Pre-fermentation treatments and winemaking were done as described by Li et al. [37]. Grapes were destemmed and crushed on an experimental destemmer-crusher and then transferred to stainless steel containers. Forty liters of each treatment wine were produced in three replications. Sixty mg/L of SO2 and 30 mg/L of pectinase (Lallzyme Ex) were added to the must, respectively, with adding 20 g/L of dried active yeast (Saccharomyces cerevisiae RC 212, Lallemand, Danstar Ferment AG, Massagno, Switzerland) according to its commercial specifications. Maceration was carried out at the same time as the fermentation, which took place over an 8-day period at 25–28 °C. After the fermentation, wines were decanted to another tank, stabilized for 6 months at 4 °C, and then bottled.

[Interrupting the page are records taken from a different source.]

//! Tenant-bound database sessions.
//!
//! A request that has resolved its tenant checks a connection out of the
//! pool through [`TenantSession`], which binds the tenant to the connection
//! by setting the `my.tenant_id` session variable before any query runs.
//! The row-level-security policies installed by [`crate::storage::schema`]
//! key off that variable, so every query on the connection is confined to
//! the tenant without any `WHERE tenant_id` clause — and a query whose
//! author forgot scoping entirely returns nothing rather than leaking rows.
//!
//! Per request the session moves through: unresolved -> resolving ->
//! bound | rejected -> released. Release is guaranteed twice over: dropping
//! the session returns the connection to the pool, and the pool's release
//! hook (see [`crate::storage::connect`]) resets the session variables
//! before the connection can be reused.

use sqlx::{pool::PoolConnection, PgConnection, PgPool, Postgres};

use crate::{error::Result, models::TenantId};

/// A pooled connection bound to a single tenant's scope.
///
/// Holds the connection for the remainder of the request; repositories
/// accept it wherever an executor is expected via [`Self::connection`].
pub struct TenantSession {
    conn: PoolConnection<Postgres>,
    tenant_id: TenantId,
}

impl TenantSession {
    /// Acquires a connection and binds it to `tenant_id`.
    ///
    /// Issues `set_config('my.tenant_id', ...)` on the connection before
    /// handing it out, which is the single point where tenant scope attaches
    /// to data access.
    ///
    /// # Errors
    ///
    /// Returns error if the pool is exhausted or the variable cannot be set.
    pub async fn bind(pool: &PgPool, tenant_id: TenantId) -> Result<Self> {
        let mut conn = pool.acquire().await?;

        sqlx::query("SELECT set_config('my.tenant_id', $1, false)")
            .bind(tenant_id.0.to_string())
            .execute(&mut *conn)
            .await?;

        Ok(Self { conn, tenant_id })
    }

    /// The tenant this session is bound to.
    pub fn tenant_id(&self) -> TenantId {
        self.tenant_id
    }

    /// The underlying connection, for use as a query executor.
    pub fn connection(&mut self) -> &mut PgConnection {
        &mut self.conn
    }
}

impl std::ops::Deref for TenantSession {
    type Target = PgConnection;

    fn deref(&self) -> &Self::Target {
        &self.conn
    }
}

impl std::ops::DerefMut for TenantSession {
    fn deref_mut(&mut self) -> &mut Self::Target {
        &mut self.conn
    }
}

/// An audited cross-tenant session.
///
/// The only sanctioned way to read or write across tenant boundaries.
/// Binding one emits an audit log line with the caller's reason; the
/// `my.bypass_rls` variable it sets is matched by a dedicated policy rather
/// than by role ownership, so ordinary sessions can never drift into this
/// scope.
///
/// Used by the webhook processor (a provider callback carries no tenant, so
/// the order must be located before its tenant is known) and by operator
/// tooling.
pub struct AdminSession {
    conn: PoolConnection<Postgres>,
}

impl AdminSession {
    /// Acquires a connection with tenant isolation bypassed.
    ///
    /// # Errors
    ///
    /// Returns error if the pool is exhausted or the variable cannot be set.
    pub async fn bind(pool: &PgPool, reason: &str) -> Result<Self> {
        tracing::warn!(target: "duka::audit", reason, "opening cross-tenant admin session");

        let mut conn = pool.acquire().await?;

        sqlx::query("SELECT set_config('my.bypass_rls', 'on', false)")
            .execute(&mut *conn)
            .await?;

        Ok(Self { conn })
    }

    /// The underlying connection, for use as a query executor.
    pub fn connection(&mut self) -> &mut PgConnection {
        &mut self.conn
    }
}
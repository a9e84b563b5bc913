//! The at-most-once execution guard.
//!
//! `execute_once` is the single entry point: look up the key, replay a
//! recorded outcome if one exists, otherwise take the in-flight lock, run
//! the operation exactly once, record its outcome, and release the lock.
//! Concurrent duplicates observe either the replay (winner finished) or a
//! conflict (winner still running) — never a second execution.

use std::{future::Future, sync::Arc, time::Duration};

use tracing::{error, warn};

use crate::store::{IdempotencyStore, StoreError, StoredOutcome};

/// Time-to-live settings for the guard.
#[derive(Debug, Clone, Copy)]
pub struct GuardConfig {
    /// How long recorded outcomes are replayed before the key may be reused.
    pub result_ttl: Duration,
    /// How long the in-flight lock survives a crashed holder.
    ///
    /// Must comfortably exceed one operation but stay well below the
    /// provider's retry window, so a stuck worker cannot block retries for
    /// long.
    pub lock_ttl: Duration,
}

impl Default for GuardConfig {
    fn default() -> Self {
        Self { result_ttl: Duration::from_secs(24 * 60 * 60), lock_ttl: Duration::from_secs(30) }
    }
}

/// What to do when the store itself cannot be reached.
///
/// The policy is an explicit parameter at every call site, never a global
/// default: payment mutations must fail closed, while a non-financial path
/// may accept the risk of running without deduplication.
#[derive(Debug, Clone, Copy, PartialEq, Eq)]
pub enum FailurePolicy {
    /// Reject the request rather than risk double execution.
    FailClosed,
    /// Run the operation without deduplication, logged.
    FailOpen,
}

/// A failed operation outcome that is recorded and replayed verbatim.
#[derive(Debug, Clone, PartialEq, Eq)]
pub struct OperationFailure {
    /// HTTP status the failure maps to.
    pub status: u16,
    /// Human-readable detail.
    pub detail: String,
}

impl OperationFailure {
    /// Creates a failure outcome.
    pub fn new(status: u16, detail: impl Into<String>) -> Self {
        Self { status, detail: detail.into() }
    }
}

/// Successful result of `execute_once`.
#[derive(Debug, Clone, PartialEq, Eq)]
pub enum ExecutionOutcome {
    /// The operation ran in this call.
    Executed {
        /// Response body the operation produced.
        body: serde_json::Value,
    },
    /// A recorded outcome was replayed; the operation did not run.
    Replayed {
        /// Response body exactly as first produced.
        body: serde_json::Value,
    },
}

impl ExecutionOutcome {
    /// The response body, however it was obtained.
    pub fn body(&self) -> &serde_json::Value {
        match self {
            Self::Executed { body } | Self::Replayed { body } => body,
        }
    }

    /// Whether this call replayed a recorded outcome.
    pub fn is_replay(&self) -> bool {
        matches!(self, Self::Replayed { .. })
    }
}

/// Failure result of `execute_once`.
#[derive(Debug)]
pub enum GuardError {
    /// Another attempt for this key is still in flight.
    ///
    /// Surfaced immediately; the guard never waits for the winner.
    Conflict,

    /// The store is unreachable and the call site runs fail-closed.
    StoreUnavailable(StoreError),

    /// The operation failed, now or on the original attempt.
    Failed {
        /// HTTP status of the failure.
        status: u16,
        /// Failure detail, verbatim from the original attempt when replayed.
        detail: String,
        /// Whether this failure was replayed from the record.
        replayed: bool,
    },
}

/// At-most-once execution guard over a pluggable store.
///
/// Composed explicitly at each call site; handlers pass the operation as a
/// closure so the at-most-once boundary is visible in the call graph.
#[derive(Clone)]
pub struct IdempotencyGuard {
    store: Arc<dyn IdempotencyStore>,
    config: GuardConfig,
}

impl IdempotencyGuard {
    /// Creates a guard over the given store.
    pub fn new(store: Arc<dyn IdempotencyStore>, config: GuardConfig) -> Self {
        Self { store, config }
    }

    /// Executes `op` at most once for `key`.
    ///
    /// Duplicate calls with the same key observe the recorded outcome —
    /// success or failure — byte-for-byte, without `op` running again. A
    /// duplicate arriving while the first attempt is still in flight gets
    /// [`GuardError::Conflict`] immediately.
    ///
    /// # Errors
    ///
    /// - [`GuardError::Conflict`] when the key's lock is held.
    /// - [`GuardError::StoreUnavailable`] when the store is down and
    ///   `policy` is fail-closed.
    /// - [`GuardError::Failed`] when `op` fails (fresh or replayed).
    pub async fn execute_once<F, Fut>(
        &self,
        key: &str,
        policy: FailurePolicy,
        op: F,
    ) -> Result<ExecutionOutcome, GuardError>
    where
        F: FnOnce() -> Fut,
        Fut: Future<Output = Result<serde_json::Value, OperationFailure>>,
    {
        match self.store.fetch(key).await {
            Ok(Some(StoredOutcome::Success { body, .. })) => {
                return Ok(ExecutionOutcome::Replayed { body });
            },
            Ok(Some(StoredOutcome::Failure { status, detail })) => {
                return Err(GuardError::Failed { status, detail, replayed: true });
            },
            Ok(None) => {},
            Err(err) => return Self::degraded(key, policy, err, op).await,
        }

        match self.store.try_lock(key, self.config.lock_ttl).await {
            Ok(true) => {},
            Ok(false) => return Err(GuardError::Conflict),
            Err(err) => return Self::degraded(key, policy, err, op).await,
        }

        // Re-check after winning the lock: a racing winner may have finished
        // between our lookup and our acquisition. It records its outcome
        // before unlocking, so whatever slipped past the first lookup is
        // visible here.
        match self.store.fetch(key).await {
            Ok(Some(StoredOutcome::Success { body, .. })) => {
                self.release(key).await;
                return Ok(ExecutionOutcome::Replayed { body });
            },
            Ok(Some(StoredOutcome::Failure { status, detail })) => {
                self.release(key).await;
                return Err(GuardError::Failed { status, detail, replayed: true });
            },
            Ok(None) => {},
            Err(err) => {
                self.release(key).await;
                return Self::degraded(key, policy, err, op).await;
            },
        }

        let result = op().await;

        let outcome = match &result {
            Ok(body) => StoredOutcome::Success { status: 200, body: body.clone() },
            Err(failure) => {
                StoredOutcome::Failure { status: failure.status, detail: failure.detail.clone() }
            },
        };

        // The operation has already run; a persist failure cannot undo its
        // side effect, so it is logged and the durable uniqueness check at
        // the business layer remains the backstop for later retries.
        if let Err(err) = self.store.persist(key, &outcome, self.config.result_ttl).await {
            error!(key, error = %err, "failed to record idempotency outcome");
        }

        // Unlock unconditionally; on failure the lock TTL bounds the damage.
        self.release(key).await;

        match result {
            Ok(body) => Ok(ExecutionOutcome::Executed { body }),
            Err(failure) => Err(GuardError::Failed {
                status: failure.status,
                detail: failure.detail,
                replayed: false,
            }),
        }
    }

    /// Best-effort lock release; the lock TTL bounds a failed release.
    async fn release(&self, key: &str) {
        if let Err(err) = self.store.unlock(key).await {
            warn!(key, error = %err, "failed to release idempotency lock; TTL will expire it");
        }
    }

    /// Store-outage path: reject or run unguarded per the call site policy.
    async fn degraded<F, Fut>(
        key: &str,
        policy: FailurePolicy,
        err: StoreError,
        op: F,
    ) -> Result<ExecutionOutcome, GuardError>
    where
        F: FnOnce() -> Fut,
        Fut: Future<Output = Result<serde_json::Value, OperationFailure>>,
    {
        match policy {
            FailurePolicy::FailClosed => {
                error!(key, error = %err, "idempotency store unavailable; rejecting");
                Err(GuardError::StoreUnavailable(err))
            },
            FailurePolicy::FailOpen => {
                warn!(key, error = %err, "idempotency store unavailable; executing without dedup");
                match op().await {
                    Ok(body) => Ok(ExecutionOutcome::Executed { body }),
                    Err(failure) => Err(GuardError::Failed {
                        status: failure.status,
                        detail: failure.detail,
                        replayed: false,
                    }),
                }
            },
        }
    }
}

#[cfg(test)]
mod tests {
    use super::*;
    use crate::memory::MemoryStore;

    fn guard() -> IdempotencyGuard {
        IdempotencyGuard::new(Arc::new(MemoryStore::new()), GuardConfig::default())
    }

    #[tokio::test]
    async fn executed_and_replayed_expose_same_body() {
        use std::sync::atomic::{AtomicUsize, Ordering};

        let guard = guard();
        let body = serde_json::json!({"success": true});
        let calls = AtomicUsize::new(0);

        let run = || {
            calls.fetch_add(1, Ordering::SeqCst);
            let body = body.clone();
            async move { Ok(body) }
        };

        let first = guard.execute_once("k", FailurePolicy::FailClosed, run).await.unwrap();
        assert!(!first.is_replay());
        assert_eq!(first.body(), &body);

        let run = || {
            calls.fetch_add(1, Ordering::SeqCst);
            let body = body.clone();
            async move { Ok(body) }
        };

        let second = guard.execute_once("k", FailurePolicy::FailClosed, run).await.unwrap();
        assert!(second.is_replay());
        assert_eq!(second.body(), &body);
        assert_eq!(calls.load(Ordering::SeqCst), 1);
    }
}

Phenolic compounds were analyzed for each wine immediately after bottling.

3.4. Determination of the Physicochemical Parameters

Alcohol content, reducing sugar, total acidity, volatile acidity and dry extract of these wines at the moment of bottling were analyzed according with the methods proposed by OIV [23].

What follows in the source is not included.